-- Opening Marker --

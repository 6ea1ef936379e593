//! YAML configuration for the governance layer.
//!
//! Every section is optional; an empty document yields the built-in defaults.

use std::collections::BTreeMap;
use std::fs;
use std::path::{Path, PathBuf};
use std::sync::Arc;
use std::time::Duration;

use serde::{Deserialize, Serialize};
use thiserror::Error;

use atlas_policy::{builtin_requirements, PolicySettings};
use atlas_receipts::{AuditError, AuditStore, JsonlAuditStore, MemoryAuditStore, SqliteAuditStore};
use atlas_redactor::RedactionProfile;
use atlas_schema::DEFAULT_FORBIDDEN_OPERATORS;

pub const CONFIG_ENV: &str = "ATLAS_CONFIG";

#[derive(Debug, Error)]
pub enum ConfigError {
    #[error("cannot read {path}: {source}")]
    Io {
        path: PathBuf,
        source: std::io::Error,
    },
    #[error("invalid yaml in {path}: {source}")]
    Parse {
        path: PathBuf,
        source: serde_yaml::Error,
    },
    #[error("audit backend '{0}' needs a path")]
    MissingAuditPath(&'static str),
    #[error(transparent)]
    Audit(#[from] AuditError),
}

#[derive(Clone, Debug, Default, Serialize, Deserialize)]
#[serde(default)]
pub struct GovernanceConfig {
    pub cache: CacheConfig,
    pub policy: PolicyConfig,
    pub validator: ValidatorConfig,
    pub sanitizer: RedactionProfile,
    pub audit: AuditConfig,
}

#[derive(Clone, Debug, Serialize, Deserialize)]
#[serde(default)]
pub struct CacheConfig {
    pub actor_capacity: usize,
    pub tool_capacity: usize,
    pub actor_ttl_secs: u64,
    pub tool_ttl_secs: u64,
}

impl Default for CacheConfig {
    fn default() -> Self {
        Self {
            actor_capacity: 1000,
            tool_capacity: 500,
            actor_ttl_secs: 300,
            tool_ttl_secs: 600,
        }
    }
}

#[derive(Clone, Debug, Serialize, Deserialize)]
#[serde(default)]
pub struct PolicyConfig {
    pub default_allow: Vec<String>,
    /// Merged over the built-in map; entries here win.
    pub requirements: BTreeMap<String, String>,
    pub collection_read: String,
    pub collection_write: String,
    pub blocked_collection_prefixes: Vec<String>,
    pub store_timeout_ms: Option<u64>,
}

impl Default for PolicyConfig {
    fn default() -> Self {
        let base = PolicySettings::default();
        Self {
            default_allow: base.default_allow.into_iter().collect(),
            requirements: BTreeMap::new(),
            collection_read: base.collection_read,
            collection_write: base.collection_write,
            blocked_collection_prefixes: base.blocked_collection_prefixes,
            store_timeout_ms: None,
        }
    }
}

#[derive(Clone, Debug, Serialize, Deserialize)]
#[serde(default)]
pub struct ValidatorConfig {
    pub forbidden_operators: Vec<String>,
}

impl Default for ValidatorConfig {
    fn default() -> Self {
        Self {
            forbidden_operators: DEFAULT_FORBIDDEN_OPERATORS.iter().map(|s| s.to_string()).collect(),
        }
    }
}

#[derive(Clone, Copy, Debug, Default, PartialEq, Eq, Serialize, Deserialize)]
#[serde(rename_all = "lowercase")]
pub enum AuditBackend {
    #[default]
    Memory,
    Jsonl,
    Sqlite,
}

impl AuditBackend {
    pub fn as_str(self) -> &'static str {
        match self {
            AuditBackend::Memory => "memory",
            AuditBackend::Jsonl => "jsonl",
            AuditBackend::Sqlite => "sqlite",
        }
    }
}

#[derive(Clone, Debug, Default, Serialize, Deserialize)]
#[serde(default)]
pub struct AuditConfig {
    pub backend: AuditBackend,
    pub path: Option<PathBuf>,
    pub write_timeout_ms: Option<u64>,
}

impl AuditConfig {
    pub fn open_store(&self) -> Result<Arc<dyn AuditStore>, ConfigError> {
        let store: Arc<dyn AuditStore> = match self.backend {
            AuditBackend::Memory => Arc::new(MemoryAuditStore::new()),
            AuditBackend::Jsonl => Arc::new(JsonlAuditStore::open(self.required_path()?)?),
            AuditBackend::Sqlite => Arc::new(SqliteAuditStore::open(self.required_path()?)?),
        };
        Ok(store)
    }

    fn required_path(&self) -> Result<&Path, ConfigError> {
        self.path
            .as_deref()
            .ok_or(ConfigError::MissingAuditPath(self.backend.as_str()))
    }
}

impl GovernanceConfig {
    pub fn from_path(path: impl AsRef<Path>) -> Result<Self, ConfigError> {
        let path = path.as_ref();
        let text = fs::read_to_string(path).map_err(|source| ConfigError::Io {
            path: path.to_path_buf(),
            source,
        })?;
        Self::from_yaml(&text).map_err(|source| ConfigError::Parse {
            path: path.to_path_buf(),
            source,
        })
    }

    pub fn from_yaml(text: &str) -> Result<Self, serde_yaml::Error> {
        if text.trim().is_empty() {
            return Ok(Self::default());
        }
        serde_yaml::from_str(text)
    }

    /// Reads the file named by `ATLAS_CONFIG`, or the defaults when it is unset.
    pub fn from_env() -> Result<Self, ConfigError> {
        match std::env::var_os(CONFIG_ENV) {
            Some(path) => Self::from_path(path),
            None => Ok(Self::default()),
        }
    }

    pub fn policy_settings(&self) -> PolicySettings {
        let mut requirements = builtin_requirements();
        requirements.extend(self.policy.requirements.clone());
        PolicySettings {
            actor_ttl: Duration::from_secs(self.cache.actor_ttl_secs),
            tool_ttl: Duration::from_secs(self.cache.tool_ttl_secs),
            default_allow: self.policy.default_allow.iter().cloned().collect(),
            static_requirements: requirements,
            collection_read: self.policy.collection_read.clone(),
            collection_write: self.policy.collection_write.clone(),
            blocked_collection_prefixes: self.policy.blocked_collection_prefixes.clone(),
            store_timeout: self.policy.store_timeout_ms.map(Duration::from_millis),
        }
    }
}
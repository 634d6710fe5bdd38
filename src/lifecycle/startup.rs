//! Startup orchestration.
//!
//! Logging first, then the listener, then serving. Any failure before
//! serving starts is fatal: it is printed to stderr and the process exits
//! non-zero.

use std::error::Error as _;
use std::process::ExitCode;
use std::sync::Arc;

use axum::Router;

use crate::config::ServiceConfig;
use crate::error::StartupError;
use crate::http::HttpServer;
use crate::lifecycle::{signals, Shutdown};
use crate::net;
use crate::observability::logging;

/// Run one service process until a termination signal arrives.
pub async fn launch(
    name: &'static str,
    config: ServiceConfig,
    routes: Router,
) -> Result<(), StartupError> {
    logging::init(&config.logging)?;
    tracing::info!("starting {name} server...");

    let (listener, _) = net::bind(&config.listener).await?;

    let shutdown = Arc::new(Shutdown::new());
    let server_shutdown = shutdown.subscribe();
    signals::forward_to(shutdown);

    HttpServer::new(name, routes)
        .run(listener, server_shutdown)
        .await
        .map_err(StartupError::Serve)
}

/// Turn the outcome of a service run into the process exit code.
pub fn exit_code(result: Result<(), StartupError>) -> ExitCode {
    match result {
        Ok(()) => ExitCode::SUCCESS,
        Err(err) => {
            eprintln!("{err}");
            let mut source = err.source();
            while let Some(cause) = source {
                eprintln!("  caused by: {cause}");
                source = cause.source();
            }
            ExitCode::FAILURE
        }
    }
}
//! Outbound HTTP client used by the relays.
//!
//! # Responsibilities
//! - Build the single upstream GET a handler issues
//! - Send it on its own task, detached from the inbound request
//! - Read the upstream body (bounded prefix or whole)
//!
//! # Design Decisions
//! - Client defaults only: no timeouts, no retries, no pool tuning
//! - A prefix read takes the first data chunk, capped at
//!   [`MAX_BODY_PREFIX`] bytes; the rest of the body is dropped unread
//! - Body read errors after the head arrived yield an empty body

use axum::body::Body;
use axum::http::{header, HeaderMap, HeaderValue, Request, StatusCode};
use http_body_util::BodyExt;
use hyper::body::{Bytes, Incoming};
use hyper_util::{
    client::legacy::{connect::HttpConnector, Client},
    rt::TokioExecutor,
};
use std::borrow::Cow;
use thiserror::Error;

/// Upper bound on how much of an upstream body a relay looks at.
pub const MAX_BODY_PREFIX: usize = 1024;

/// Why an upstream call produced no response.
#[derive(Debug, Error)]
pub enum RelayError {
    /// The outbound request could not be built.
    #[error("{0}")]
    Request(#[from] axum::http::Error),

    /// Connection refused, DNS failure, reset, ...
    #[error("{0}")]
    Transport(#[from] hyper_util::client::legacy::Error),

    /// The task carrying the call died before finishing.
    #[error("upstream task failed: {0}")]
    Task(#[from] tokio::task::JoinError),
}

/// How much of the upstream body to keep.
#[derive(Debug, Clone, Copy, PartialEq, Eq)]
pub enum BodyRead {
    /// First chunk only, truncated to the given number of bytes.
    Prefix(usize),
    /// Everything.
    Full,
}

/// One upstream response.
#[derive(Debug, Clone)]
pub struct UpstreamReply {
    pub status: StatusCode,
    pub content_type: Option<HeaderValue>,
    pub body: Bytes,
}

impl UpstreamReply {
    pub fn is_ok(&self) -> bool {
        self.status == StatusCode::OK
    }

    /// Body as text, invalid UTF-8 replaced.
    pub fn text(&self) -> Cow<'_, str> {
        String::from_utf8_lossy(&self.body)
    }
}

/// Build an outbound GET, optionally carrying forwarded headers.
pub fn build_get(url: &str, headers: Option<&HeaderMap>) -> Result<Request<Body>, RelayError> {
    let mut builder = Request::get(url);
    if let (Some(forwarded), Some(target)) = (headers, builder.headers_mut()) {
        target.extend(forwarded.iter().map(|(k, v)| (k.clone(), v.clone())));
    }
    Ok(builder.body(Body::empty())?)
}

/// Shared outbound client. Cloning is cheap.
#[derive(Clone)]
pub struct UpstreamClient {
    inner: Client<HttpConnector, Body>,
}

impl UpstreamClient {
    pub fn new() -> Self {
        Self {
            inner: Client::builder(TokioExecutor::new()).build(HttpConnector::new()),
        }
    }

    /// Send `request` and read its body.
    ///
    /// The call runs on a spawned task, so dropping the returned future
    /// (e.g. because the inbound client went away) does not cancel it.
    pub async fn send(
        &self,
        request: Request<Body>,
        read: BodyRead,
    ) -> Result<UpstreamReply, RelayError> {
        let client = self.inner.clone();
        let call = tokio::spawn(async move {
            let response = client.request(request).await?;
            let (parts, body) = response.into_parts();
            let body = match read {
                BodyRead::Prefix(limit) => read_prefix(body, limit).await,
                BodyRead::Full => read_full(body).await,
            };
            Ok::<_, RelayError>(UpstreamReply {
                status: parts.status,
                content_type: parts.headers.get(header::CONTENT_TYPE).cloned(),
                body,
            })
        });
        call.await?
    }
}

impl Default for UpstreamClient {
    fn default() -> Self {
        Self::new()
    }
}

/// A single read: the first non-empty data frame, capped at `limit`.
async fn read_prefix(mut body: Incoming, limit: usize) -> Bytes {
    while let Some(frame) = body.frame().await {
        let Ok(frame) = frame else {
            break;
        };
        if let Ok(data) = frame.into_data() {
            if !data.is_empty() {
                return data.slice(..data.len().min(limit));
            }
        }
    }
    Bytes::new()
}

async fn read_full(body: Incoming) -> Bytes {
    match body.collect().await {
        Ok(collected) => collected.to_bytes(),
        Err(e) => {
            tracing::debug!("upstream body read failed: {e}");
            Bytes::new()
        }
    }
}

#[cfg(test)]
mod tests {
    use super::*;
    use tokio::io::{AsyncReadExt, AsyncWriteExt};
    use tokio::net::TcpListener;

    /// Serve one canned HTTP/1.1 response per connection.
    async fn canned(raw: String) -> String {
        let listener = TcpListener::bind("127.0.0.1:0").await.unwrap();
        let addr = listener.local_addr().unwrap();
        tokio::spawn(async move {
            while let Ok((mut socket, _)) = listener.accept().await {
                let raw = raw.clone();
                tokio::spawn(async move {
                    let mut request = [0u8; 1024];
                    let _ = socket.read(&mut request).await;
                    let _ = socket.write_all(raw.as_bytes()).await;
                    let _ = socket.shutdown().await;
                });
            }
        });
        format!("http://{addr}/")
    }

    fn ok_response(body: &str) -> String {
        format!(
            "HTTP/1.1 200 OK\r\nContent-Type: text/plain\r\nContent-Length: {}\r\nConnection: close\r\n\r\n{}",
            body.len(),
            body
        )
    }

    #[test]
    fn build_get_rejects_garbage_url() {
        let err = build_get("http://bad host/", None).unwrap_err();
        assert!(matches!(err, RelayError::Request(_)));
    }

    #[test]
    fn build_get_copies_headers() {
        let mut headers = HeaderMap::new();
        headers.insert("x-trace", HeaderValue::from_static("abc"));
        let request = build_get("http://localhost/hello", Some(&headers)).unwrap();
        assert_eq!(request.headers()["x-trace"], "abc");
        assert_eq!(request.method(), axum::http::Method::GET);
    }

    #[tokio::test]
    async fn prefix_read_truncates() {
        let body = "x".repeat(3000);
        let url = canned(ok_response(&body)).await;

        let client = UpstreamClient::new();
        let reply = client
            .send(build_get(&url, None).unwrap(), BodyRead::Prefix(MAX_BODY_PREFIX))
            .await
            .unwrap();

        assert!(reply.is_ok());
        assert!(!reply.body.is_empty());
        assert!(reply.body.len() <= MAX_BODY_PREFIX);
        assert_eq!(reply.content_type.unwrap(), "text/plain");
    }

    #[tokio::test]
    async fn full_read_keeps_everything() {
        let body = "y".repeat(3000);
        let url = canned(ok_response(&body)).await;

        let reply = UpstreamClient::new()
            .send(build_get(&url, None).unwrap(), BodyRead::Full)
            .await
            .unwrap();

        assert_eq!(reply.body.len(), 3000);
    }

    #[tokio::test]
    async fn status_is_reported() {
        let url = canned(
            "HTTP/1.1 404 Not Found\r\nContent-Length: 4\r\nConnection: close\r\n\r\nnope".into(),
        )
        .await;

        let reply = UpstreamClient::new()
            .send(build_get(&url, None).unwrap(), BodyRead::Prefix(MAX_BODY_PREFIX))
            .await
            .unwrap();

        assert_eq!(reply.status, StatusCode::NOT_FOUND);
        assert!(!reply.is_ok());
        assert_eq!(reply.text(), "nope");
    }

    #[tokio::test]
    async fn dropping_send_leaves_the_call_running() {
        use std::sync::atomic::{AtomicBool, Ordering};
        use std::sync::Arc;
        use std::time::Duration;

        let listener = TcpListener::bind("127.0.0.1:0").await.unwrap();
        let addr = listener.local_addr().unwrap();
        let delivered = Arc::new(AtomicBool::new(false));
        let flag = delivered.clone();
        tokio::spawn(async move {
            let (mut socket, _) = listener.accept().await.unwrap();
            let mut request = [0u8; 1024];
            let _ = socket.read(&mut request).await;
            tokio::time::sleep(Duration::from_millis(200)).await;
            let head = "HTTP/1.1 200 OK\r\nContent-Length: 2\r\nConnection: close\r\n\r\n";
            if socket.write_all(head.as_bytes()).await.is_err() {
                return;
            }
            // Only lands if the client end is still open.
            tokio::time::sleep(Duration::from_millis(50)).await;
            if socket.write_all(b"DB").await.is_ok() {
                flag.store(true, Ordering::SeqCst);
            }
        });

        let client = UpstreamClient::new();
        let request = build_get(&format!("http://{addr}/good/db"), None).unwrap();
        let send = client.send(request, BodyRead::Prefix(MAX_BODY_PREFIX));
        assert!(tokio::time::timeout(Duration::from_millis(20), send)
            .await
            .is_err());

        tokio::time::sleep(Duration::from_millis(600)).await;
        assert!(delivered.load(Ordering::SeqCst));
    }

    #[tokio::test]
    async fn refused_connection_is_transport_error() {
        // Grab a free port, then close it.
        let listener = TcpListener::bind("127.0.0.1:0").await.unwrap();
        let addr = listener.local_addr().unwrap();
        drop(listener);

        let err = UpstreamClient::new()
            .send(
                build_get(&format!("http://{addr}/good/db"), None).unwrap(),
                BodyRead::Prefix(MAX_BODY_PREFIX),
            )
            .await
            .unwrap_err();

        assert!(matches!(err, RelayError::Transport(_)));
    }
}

-- Closing Marker --

- **EXERCISE OBJECTIVE**:
Each line of the data that contains "failed" belongs in the answer.

- **ANSWER AREA**:
    #[error("upstream task failed: {0}")]
            tracing::debug!("upstream body read failed: {e}");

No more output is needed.